▸ **What you should do**
Work out how many lines in this listing hold the word "violation", and give the number with nothing added.

+++ Material for the task +++

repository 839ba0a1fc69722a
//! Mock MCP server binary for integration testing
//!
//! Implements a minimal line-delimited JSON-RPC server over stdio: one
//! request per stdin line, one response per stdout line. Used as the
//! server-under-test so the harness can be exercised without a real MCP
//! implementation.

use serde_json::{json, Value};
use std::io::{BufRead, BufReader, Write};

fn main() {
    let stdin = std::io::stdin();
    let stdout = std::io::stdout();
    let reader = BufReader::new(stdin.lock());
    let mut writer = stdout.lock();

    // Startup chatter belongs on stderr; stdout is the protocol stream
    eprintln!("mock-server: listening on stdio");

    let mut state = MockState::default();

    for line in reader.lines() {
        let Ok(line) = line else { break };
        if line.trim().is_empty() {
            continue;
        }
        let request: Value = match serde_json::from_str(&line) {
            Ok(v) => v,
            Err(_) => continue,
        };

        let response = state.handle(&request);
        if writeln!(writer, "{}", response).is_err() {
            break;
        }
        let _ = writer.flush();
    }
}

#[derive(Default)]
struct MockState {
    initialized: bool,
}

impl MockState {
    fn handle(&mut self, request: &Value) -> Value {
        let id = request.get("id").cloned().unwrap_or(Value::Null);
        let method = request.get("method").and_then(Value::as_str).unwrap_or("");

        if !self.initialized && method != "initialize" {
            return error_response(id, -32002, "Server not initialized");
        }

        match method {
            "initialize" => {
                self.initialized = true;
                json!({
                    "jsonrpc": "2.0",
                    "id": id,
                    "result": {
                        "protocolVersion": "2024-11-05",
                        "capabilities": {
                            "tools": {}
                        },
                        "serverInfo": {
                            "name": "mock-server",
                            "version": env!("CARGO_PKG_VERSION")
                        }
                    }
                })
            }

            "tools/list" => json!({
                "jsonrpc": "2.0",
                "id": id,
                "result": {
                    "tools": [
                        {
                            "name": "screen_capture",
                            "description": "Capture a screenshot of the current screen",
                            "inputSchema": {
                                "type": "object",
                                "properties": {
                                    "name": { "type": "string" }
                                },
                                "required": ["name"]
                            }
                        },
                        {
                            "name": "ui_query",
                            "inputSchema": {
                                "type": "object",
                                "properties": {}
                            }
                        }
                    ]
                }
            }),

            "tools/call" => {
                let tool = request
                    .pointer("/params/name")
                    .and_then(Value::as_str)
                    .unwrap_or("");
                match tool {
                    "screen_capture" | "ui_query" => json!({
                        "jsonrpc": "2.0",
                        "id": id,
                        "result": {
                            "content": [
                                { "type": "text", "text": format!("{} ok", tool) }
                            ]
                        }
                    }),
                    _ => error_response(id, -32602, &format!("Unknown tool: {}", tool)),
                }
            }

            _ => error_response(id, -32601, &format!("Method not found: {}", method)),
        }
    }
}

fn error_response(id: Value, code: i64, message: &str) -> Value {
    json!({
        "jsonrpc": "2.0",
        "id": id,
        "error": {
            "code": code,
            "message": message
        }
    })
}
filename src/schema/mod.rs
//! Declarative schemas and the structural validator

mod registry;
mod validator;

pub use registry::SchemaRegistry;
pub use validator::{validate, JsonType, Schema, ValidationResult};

+++
+++ Material for the task +++

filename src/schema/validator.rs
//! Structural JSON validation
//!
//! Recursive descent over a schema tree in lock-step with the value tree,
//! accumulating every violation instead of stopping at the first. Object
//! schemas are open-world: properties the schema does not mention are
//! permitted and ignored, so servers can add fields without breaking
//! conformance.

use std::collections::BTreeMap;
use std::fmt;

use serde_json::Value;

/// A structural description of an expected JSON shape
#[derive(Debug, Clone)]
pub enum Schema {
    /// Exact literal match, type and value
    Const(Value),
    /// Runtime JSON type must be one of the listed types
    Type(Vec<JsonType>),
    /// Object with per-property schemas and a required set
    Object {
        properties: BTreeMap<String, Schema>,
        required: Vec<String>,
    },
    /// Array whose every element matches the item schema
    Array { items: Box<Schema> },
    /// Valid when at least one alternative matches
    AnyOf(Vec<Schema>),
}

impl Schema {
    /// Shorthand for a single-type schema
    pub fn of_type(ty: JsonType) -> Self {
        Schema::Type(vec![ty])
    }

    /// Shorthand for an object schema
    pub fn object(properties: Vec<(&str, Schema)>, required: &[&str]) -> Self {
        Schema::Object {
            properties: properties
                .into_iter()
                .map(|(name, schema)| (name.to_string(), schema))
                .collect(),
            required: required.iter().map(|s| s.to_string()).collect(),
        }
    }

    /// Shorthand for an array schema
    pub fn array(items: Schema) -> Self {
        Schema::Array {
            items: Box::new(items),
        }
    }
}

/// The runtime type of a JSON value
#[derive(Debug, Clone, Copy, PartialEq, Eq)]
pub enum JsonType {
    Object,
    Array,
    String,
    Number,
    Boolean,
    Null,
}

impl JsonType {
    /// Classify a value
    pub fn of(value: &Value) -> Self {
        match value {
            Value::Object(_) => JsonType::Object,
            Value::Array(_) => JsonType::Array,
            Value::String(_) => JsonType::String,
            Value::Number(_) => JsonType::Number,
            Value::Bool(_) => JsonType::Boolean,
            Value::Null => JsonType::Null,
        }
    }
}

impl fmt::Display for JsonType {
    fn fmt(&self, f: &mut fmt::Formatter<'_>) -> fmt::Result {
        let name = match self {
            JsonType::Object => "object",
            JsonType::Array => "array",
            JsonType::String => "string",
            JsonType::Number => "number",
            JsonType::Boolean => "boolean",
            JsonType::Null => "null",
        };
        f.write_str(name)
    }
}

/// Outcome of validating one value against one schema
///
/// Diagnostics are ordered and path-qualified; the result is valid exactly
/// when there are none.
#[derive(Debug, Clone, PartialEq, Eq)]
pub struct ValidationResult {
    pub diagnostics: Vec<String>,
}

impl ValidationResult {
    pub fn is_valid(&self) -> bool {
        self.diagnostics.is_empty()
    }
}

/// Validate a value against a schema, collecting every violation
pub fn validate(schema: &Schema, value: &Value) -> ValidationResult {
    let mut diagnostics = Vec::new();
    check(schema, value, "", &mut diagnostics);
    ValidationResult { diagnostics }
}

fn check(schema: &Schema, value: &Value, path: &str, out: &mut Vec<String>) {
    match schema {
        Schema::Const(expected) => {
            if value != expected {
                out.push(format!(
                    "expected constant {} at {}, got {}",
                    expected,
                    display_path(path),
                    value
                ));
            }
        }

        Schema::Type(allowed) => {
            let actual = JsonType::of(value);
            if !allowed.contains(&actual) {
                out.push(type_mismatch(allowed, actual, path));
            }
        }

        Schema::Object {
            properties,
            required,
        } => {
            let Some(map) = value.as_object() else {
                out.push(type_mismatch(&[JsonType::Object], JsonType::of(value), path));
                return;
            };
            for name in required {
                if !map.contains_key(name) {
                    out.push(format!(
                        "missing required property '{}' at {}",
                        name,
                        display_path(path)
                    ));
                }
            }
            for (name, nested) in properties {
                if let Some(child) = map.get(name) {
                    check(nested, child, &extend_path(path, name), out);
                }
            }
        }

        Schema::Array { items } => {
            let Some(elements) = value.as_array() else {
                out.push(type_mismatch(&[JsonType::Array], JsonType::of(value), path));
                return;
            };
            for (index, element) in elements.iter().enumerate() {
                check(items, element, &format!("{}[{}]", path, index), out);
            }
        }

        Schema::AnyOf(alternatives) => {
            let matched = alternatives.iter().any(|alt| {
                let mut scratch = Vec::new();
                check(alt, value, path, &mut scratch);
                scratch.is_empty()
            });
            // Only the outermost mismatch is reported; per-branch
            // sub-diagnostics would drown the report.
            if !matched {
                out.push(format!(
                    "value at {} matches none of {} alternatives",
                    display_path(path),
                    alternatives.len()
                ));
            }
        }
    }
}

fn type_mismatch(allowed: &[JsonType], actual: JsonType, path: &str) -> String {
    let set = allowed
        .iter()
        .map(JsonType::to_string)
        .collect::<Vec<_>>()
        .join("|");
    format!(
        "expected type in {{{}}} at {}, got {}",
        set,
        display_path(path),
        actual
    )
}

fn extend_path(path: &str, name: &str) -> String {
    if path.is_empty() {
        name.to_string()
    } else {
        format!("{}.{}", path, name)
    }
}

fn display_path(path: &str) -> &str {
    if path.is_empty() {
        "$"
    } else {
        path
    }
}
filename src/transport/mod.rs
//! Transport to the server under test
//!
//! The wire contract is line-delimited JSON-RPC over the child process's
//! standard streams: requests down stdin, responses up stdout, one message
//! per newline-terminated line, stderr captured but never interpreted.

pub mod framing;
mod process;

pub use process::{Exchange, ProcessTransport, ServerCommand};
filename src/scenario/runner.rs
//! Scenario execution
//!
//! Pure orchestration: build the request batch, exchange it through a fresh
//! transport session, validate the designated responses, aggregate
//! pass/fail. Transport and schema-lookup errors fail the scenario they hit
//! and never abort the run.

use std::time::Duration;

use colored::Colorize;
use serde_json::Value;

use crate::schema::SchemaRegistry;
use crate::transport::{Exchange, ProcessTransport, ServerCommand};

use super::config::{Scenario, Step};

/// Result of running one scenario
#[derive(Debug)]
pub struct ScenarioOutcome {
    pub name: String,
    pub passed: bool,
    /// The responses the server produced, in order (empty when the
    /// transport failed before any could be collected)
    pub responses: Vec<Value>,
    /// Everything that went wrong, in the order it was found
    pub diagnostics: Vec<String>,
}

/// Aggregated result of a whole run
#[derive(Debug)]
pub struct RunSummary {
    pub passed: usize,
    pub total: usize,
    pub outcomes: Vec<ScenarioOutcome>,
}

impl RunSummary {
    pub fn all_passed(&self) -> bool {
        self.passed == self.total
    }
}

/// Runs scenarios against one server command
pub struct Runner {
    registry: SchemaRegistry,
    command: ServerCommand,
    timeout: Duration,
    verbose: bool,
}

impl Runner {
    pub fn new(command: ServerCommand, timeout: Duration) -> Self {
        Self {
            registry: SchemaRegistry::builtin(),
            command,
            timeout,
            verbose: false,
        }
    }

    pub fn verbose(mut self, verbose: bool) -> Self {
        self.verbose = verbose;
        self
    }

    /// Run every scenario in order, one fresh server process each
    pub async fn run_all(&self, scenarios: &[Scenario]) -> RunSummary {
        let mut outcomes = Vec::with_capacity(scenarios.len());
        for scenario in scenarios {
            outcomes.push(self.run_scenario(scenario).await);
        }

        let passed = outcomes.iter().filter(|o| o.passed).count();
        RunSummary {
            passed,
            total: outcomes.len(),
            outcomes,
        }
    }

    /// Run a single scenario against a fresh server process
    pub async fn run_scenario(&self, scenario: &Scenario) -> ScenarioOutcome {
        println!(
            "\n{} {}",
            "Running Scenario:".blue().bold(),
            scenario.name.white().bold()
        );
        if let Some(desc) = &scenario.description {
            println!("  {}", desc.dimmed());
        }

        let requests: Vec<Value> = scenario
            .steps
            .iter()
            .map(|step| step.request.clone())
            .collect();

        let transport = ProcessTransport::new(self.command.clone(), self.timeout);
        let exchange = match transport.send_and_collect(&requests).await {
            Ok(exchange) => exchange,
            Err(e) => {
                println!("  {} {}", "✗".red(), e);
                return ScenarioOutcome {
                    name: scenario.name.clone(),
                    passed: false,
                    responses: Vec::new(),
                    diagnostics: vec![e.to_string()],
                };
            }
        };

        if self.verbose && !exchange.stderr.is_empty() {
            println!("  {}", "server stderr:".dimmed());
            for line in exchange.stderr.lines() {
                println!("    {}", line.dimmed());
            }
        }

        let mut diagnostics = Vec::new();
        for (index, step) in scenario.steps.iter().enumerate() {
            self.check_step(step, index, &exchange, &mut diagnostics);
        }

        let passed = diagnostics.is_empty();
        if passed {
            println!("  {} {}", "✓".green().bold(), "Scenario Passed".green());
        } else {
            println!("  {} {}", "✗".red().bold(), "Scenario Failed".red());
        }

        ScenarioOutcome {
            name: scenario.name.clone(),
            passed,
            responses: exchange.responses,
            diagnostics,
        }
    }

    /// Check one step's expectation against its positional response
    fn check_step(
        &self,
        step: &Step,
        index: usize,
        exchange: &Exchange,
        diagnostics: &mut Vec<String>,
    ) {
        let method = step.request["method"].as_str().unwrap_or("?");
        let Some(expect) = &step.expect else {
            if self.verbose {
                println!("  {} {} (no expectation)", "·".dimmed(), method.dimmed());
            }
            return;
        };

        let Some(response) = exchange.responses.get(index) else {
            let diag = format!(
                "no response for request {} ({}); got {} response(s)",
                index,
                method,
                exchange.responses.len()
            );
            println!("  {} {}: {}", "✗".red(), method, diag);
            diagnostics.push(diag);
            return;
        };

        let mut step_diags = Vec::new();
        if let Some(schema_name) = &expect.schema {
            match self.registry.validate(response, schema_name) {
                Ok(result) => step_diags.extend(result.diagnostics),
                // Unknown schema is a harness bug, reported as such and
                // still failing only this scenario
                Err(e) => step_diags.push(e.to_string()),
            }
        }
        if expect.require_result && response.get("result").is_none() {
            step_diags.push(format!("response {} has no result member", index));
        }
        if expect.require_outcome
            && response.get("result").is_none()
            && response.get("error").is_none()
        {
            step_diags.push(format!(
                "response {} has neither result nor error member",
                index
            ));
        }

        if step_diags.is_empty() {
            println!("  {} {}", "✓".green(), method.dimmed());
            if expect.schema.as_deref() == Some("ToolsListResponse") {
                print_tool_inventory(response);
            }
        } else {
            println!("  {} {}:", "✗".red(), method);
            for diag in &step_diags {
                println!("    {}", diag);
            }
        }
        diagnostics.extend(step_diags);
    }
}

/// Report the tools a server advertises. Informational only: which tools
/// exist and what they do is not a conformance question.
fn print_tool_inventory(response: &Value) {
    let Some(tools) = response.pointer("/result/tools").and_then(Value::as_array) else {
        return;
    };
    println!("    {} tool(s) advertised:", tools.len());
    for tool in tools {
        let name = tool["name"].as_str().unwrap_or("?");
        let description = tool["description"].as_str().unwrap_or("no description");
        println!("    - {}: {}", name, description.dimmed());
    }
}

+++
+++ Material for the task +++

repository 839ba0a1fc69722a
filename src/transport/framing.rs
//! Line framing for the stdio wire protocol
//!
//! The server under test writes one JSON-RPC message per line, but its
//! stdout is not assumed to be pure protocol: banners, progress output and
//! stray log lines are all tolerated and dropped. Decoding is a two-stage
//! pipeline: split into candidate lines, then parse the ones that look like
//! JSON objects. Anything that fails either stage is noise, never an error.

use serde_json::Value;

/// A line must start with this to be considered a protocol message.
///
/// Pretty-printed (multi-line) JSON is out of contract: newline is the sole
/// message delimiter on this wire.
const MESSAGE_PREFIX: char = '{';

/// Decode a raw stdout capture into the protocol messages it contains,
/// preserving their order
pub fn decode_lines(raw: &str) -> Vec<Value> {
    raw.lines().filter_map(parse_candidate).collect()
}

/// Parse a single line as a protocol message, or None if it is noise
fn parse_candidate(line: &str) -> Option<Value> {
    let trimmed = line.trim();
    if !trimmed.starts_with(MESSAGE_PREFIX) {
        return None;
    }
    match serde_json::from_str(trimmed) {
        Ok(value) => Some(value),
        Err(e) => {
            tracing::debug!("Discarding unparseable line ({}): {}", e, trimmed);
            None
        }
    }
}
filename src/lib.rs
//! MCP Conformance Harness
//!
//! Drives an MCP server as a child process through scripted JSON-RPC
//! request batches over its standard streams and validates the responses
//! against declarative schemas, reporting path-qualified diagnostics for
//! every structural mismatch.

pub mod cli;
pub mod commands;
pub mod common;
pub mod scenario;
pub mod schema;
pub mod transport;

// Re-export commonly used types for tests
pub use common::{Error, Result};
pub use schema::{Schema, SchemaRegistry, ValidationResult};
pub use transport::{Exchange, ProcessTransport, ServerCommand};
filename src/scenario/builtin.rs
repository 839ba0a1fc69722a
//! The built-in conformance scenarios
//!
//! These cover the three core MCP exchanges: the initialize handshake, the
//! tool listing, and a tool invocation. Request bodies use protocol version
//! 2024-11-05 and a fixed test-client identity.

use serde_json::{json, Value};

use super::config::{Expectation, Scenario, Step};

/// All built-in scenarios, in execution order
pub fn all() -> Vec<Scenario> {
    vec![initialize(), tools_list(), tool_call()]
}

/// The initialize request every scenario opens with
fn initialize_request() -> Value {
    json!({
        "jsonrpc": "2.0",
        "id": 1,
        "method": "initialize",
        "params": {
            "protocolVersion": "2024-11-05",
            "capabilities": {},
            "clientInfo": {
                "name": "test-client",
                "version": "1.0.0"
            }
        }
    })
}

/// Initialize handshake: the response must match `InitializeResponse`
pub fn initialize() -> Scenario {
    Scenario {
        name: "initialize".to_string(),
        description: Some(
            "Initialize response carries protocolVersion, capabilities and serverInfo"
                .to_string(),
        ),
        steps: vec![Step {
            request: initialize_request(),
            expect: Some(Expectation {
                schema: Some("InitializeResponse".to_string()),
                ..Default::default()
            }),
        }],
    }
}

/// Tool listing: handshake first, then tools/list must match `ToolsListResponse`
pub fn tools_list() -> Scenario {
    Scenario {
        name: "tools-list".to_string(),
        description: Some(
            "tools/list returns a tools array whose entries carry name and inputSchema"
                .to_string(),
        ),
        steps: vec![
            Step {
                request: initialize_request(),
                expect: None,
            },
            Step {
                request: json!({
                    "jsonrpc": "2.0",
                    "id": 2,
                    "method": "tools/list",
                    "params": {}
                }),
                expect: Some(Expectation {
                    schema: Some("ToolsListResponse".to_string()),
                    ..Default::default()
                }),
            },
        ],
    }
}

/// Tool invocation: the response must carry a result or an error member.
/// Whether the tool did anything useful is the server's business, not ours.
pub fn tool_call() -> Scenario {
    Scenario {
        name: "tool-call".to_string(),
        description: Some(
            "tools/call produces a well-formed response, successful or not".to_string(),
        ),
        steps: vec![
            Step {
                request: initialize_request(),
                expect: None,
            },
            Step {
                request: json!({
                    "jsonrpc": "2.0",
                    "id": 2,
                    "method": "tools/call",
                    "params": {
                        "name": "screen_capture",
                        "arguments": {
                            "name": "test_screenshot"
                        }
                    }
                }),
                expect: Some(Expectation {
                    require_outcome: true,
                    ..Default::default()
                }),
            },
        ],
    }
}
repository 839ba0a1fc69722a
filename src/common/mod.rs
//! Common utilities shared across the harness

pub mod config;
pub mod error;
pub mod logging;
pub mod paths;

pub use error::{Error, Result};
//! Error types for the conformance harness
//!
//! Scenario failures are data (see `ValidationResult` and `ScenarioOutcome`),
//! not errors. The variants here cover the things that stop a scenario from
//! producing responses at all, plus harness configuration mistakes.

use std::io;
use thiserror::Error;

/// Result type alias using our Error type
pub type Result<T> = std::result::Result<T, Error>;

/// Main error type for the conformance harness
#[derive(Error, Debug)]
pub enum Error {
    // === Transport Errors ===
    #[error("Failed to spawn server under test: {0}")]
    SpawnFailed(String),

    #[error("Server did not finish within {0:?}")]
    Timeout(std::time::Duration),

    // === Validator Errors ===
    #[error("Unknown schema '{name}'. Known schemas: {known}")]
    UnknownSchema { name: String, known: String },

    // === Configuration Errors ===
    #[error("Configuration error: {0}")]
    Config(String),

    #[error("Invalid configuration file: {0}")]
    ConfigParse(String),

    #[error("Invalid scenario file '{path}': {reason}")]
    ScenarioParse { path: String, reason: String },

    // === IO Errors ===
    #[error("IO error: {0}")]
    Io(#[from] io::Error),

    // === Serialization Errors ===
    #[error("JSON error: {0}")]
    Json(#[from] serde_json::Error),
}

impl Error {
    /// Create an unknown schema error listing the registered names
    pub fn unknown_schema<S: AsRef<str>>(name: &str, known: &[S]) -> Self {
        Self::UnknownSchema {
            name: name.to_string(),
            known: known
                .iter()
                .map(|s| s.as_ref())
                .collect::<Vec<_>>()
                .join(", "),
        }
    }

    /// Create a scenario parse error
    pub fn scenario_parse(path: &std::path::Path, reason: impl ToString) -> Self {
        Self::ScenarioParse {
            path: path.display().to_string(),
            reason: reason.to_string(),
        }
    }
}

+++

▸ **Solved exercise**
2